Accantonata con disinvoltura l’ammirazione tributata alle combattenti e ai combattenti curdi per l’eroismo con cui lottano contro l’Isis, i paesi occidentali che si presentano come paladini dei diritti umani hanno confermato l’indicibile gerarchia cui da sempre usano far ricorso: esistono, per loro, popoli di serie A, meritevoli di tutela, e popoli di serie B, sacrificabili in nome dei propri interessi. Da sempre i curdi appartengono a questa seconda categoria.
In verità questa imbarazzante classificazione è soggetta a continue variazioni di convenienza, figlie di antichi stereotipi. Se oggi, giustamente, gode di diffusa solidarietà il popolo ucraino aggredito dall’esercito di Putin, e milioni di profughi hanno trovato accoglienza nel resto d’Europa, come dimenticare l’ostilità rivolta in passato contro i migranti albanesi, romeni, e gli ucraini stessi, accusati di essere ladri e stupratori? Ma non basta.

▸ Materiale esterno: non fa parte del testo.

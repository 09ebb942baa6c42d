use std::{fmt, fmt::Write as _, iter::FusedIterator, ops};

use crate::square::Square;

/// A set of squares, one bit per square in index order.
///
/// This is the legality matrix handed out by move generation: a bit is
/// set at every square the selected piece may currently move to. The set
/// iterates over its squares directly.
///
/// # Examples
///
/// ```
/// use xadrez::{Square, SquareSet};
///
/// let mut targets = SquareSet::EMPTY;
/// targets.add(Square::E4);
/// targets.add(Square::E3);
/// assert!(targets.contains(Square::E3));
/// assert_eq!(targets.count(), 2);
/// assert_eq!(targets.collect::<Vec<_>>(), vec![Square::E4, Square::E3]);
/// ```
#[derive(Copy, Clone, Default, Eq, PartialEq, Hash)]
#[cfg_attr(feature = "arbitrary", derive(arbitrary::Arbitrary))]
pub struct SquareSet(pub u64);

impl SquareSet {
    pub const EMPTY: SquareSet = SquareSet(0);
    pub const FULL: SquareSet = SquareSet(!0);

    #[inline]
    pub fn from_square(square: Square) -> SquareSet {
        SquareSet(1 << square.index())
    }

    #[inline]
    pub fn contains(self, square: Square) -> bool {
        self.0 & (1 << square.index()) != 0
    }

    #[inline]
    pub fn add(&mut self, square: Square) {
        self.0 |= 1 << square.index();
    }

    #[inline]
    pub fn remove(&mut self, square: Square) {
        self.0 &= !(1 << square.index());
    }

    #[inline]
    #[must_use]
    pub fn with(self, square: Square) -> SquareSet {
        SquareSet(self.0 | (1 << square.index()))
    }

    #[inline]
    #[must_use]
    pub fn without(self, square: Square) -> SquareSet {
        SquareSet(self.0 & !(1 << square.index()))
    }

    #[inline]
    pub fn is_empty(self) -> bool {
        self.0 == 0
    }

    #[inline]
    pub fn count(self) -> usize {
        self.0.count_ones() as usize
    }

    #[inline]
    pub fn first(self) -> Option<Square> {
        if self.0 == 0 {
            None
        } else {
            Some(Square(self.0.trailing_zeros() as u8))
        }
    }
}

impl ops::BitAnd for SquareSet {
    type Output = SquareSet;

    #[inline]
    fn bitand(self, rhs: SquareSet) -> SquareSet {
        SquareSet(self.0 & rhs.0)
    }
}

impl ops::BitAndAssign for SquareSet {
    #[inline]
    fn bitand_assign(&mut self, rhs: SquareSet) {
        self.0 &= rhs.0;
    }
}

impl ops::BitOr for SquareSet {
    type Output = SquareSet;

    #[inline]
    fn bitor(self, rhs: SquareSet) -> SquareSet {
        SquareSet(self.0 | rhs.0)
    }
}

impl ops::BitOrAssign for SquareSet {
    #[inline]
    fn bitor_assign(&mut self, rhs: SquareSet) {
        self.0 |= rhs.0;
    }
}

impl ops::Not for SquareSet {
    type Output = SquareSet;

    #[inline]
    fn not(self) -> SquareSet {
        SquareSet(!self.0)
    }
}

impl Iterator for SquareSet {
    type Item = Square;

    #[inline]
    fn next(&mut self) -> Option<Square> {
        let square = self.first();
        self.0 &= self.0.wrapping_sub(1);
        square
    }

    fn size_hint(&self) -> (usize, Option<usize>) {
        let len = self.count();
        (len, Some(len))
    }
}

impl ExactSizeIterator for SquareSet {
    #[inline]
    fn len(&self) -> usize {
        self.count()
    }
}

impl FusedIterator for SquareSet {}

impl FromIterator<Square> for SquareSet {
    fn from_iter<T>(iter: T) -> SquareSet
    where
        T: IntoIterator<Item = Square>,
    {
        let mut set = SquareSet::EMPTY;
        for square in iter {
            set.add(square);
        }
        set
    }
}

impl Extend<Square> for SquareSet {
    fn extend<T>(&mut self, iter: T)
    where
        T: IntoIterator<Item = Square>,
    {
        for square in iter {
            self.add(square);
        }
    }
}

impl fmt::Debug for SquareSet {
    fn fmt(&self, f: &mut fmt::Formatter<'_>) -> fmt::Result {
        for row in 0..8 {
            for col in 0..8 {
                f.write_char(if self.contains(Square::at(row, col)) {
                    '1'
                } else {
                    '.'
                })?;
                f.write_char(if col < 7 { ' ' } else { '\n' })?;
            }
        }
        Ok(())
    }
}

#[cfg(feature = "serde")]
impl serde::Serialize for SquareSet {
    fn serialize<S>(&self, serializer: S) -> Result<S::Ok, S::Error>
    where
        S: serde::Serializer,
    {
        serializer.serialize_u64(self.0)
    }
}

#[cfg(feature = "serde")]
impl<'de> serde::Deserialize<'de> for SquareSet {
    fn deserialize<D>(deserializer: D) -> Result<SquareSet, D::Error>
    where
        D: serde::Deserializer<'de>,
    {
        serde::Deserialize::deserialize(deserializer).map(SquareSet)
    }
}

Se l’indubbia generosità con cui è stata gestita senza traumi questa imprevista, enorme ondata di fuggiaschi è servita anche a confutare la propaganda dei partiti xenofobi sostenitori della teoria "non c’è più spazio a casa nostra", ciò non ha impedito loro di rilanciare la propaganda contro i profughi di serie B. Che importa se afghani, siriani, iracheni fuggono anch’essi da altre guerre? Hanno la carnagione olivastra e sono per lo più musulmani, quindi nemici. Gli africani, poi, figuriamoci: sono neri, e poco importa se nei loro paesi d’origine imperversa la desertificazione e sono in corso altri sanguinosi conflitti.

Nei comizi elettorali gli stessi che in passato urlavano contro il pericolo degli immigrati ucraini ora proclamano: "Bisogna espellere i nigeriani per fare posto agli ucraini". L’ideologia cui fanno riferimento è quella professata dal premier ungherese Orbàn: "Non vogliamo mescolarci con altre razze extra-europee". Un sinistro, pericoloso tuffo nel nostro passato più buio.